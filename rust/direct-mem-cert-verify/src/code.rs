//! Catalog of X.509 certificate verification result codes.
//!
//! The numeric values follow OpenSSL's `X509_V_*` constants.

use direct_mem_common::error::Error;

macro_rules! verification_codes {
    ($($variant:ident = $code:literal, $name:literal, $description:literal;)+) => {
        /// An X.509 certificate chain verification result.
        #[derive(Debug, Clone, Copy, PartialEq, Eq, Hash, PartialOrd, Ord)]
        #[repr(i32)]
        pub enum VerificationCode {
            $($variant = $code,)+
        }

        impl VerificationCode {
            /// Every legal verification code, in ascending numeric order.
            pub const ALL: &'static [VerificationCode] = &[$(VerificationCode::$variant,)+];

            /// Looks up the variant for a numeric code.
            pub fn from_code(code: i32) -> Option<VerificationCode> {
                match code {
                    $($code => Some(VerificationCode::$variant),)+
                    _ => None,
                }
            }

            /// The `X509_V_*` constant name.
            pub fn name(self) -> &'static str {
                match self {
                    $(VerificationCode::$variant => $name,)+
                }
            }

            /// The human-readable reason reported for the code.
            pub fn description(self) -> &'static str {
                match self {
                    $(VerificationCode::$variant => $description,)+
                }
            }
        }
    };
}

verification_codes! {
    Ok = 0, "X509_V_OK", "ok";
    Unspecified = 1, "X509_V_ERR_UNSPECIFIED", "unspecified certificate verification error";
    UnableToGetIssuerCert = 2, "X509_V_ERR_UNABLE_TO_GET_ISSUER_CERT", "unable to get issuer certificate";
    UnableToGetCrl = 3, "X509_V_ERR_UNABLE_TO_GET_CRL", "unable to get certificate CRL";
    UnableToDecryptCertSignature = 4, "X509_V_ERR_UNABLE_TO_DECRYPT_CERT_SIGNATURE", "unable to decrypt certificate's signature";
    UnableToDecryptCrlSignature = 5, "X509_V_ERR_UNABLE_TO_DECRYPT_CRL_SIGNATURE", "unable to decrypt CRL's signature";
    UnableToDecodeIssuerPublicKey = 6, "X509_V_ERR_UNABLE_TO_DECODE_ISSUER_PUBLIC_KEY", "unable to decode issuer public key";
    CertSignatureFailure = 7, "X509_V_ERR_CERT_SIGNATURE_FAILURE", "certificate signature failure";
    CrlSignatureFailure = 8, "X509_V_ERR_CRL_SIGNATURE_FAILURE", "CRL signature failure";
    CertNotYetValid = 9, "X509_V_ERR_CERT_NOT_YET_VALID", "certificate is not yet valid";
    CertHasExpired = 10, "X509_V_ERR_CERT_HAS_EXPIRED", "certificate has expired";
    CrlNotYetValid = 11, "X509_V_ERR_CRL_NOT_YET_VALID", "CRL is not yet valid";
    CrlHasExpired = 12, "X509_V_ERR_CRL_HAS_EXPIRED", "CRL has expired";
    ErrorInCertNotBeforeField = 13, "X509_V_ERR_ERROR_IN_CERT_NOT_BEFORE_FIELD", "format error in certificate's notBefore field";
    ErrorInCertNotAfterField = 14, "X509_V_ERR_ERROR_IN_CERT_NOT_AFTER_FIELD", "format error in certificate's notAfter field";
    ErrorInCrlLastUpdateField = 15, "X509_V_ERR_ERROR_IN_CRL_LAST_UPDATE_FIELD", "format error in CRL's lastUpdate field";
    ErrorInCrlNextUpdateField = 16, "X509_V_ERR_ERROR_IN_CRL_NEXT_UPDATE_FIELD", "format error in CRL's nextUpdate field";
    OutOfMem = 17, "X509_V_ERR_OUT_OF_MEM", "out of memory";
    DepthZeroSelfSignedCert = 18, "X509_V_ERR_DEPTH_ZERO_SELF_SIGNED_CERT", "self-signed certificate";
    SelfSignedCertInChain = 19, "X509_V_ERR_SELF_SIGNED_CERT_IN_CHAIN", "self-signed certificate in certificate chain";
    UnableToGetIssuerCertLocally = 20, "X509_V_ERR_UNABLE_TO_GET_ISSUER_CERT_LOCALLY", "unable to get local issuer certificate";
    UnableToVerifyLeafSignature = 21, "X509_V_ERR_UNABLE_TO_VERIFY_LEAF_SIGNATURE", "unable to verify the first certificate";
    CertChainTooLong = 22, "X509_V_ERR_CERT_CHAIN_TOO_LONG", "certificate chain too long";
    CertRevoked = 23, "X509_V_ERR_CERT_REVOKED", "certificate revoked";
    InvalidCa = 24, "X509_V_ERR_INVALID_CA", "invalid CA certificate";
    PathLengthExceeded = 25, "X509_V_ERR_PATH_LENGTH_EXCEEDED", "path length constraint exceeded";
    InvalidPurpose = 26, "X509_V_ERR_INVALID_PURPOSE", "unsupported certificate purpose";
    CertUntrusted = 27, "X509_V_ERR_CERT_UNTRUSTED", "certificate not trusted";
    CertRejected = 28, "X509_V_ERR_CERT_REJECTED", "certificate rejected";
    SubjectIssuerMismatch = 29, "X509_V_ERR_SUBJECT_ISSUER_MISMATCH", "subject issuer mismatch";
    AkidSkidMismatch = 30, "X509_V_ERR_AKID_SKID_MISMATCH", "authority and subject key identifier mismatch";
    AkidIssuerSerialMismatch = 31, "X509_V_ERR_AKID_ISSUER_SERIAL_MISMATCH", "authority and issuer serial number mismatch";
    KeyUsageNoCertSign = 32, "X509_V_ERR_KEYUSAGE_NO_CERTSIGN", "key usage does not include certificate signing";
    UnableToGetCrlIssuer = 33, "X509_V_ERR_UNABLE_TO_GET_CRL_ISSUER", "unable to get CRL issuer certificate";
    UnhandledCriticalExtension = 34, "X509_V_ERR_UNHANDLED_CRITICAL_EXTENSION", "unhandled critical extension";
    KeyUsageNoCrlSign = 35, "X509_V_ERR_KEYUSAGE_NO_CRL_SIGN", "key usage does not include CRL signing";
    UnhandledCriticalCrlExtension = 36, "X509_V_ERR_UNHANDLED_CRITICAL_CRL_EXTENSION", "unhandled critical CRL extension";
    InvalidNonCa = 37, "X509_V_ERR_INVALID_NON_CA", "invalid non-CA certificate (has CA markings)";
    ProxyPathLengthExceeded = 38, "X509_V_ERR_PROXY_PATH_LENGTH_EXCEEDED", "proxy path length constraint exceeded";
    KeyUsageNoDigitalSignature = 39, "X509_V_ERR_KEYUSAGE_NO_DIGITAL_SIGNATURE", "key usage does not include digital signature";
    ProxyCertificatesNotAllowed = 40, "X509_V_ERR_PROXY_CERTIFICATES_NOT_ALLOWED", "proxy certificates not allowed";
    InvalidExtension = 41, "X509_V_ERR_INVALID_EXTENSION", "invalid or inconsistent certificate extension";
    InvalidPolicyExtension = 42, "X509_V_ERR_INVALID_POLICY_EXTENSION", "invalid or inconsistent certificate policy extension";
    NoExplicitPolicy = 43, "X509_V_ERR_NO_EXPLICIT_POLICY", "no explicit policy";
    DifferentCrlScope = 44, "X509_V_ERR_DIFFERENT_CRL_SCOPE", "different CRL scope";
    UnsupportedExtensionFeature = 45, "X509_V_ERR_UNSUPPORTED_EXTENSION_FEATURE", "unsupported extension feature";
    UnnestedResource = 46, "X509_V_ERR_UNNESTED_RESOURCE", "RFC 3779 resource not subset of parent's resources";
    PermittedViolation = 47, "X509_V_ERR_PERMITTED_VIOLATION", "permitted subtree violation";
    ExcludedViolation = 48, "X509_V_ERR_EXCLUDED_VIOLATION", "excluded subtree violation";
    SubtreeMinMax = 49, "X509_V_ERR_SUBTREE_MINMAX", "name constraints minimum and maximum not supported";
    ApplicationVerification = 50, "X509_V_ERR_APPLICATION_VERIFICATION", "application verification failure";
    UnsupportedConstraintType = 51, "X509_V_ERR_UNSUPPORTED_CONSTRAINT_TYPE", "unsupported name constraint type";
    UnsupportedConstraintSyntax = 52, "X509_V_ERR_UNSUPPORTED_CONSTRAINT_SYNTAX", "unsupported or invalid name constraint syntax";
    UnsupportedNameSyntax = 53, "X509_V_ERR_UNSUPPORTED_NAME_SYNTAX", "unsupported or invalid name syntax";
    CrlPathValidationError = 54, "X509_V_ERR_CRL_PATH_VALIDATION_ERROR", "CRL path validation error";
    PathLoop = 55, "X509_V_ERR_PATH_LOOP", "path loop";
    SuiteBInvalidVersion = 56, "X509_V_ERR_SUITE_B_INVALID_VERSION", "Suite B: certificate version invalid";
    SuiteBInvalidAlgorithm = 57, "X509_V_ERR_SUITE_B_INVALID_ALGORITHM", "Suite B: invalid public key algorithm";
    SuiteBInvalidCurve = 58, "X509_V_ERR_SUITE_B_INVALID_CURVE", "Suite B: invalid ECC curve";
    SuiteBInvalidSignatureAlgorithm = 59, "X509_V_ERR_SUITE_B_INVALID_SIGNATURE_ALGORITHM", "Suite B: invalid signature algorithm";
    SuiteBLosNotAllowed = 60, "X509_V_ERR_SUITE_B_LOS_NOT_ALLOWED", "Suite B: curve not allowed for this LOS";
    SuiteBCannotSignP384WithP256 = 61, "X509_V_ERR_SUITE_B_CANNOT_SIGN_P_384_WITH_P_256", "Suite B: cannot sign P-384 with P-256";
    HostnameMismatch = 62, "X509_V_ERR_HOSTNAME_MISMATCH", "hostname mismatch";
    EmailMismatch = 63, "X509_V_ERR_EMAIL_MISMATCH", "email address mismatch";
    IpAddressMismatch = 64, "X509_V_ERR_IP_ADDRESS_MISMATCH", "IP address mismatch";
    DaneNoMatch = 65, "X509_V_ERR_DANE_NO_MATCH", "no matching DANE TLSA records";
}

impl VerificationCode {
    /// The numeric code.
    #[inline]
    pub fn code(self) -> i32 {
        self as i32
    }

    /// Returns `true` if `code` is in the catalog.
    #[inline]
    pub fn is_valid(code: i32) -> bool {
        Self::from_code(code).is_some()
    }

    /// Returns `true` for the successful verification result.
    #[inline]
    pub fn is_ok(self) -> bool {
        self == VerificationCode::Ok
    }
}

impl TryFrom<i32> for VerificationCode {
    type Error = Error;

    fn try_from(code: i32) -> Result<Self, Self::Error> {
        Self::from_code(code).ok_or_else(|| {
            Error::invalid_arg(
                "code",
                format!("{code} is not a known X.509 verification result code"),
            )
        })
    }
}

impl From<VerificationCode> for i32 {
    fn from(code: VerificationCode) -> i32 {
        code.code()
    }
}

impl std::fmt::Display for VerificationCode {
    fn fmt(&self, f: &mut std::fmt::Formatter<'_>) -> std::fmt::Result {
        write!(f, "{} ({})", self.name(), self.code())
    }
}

◆ ◆ ◆

**Problem to solve:**
Could you return the lines in the entries above that contain "description"?

**Answer for the task:**
    ($($variant:ident = $code:literal, $name:literal, $description:literal;)+) => {
            pub fn description(self) -> &'static str {
                    $(VerificationCode::$variant => $description,)+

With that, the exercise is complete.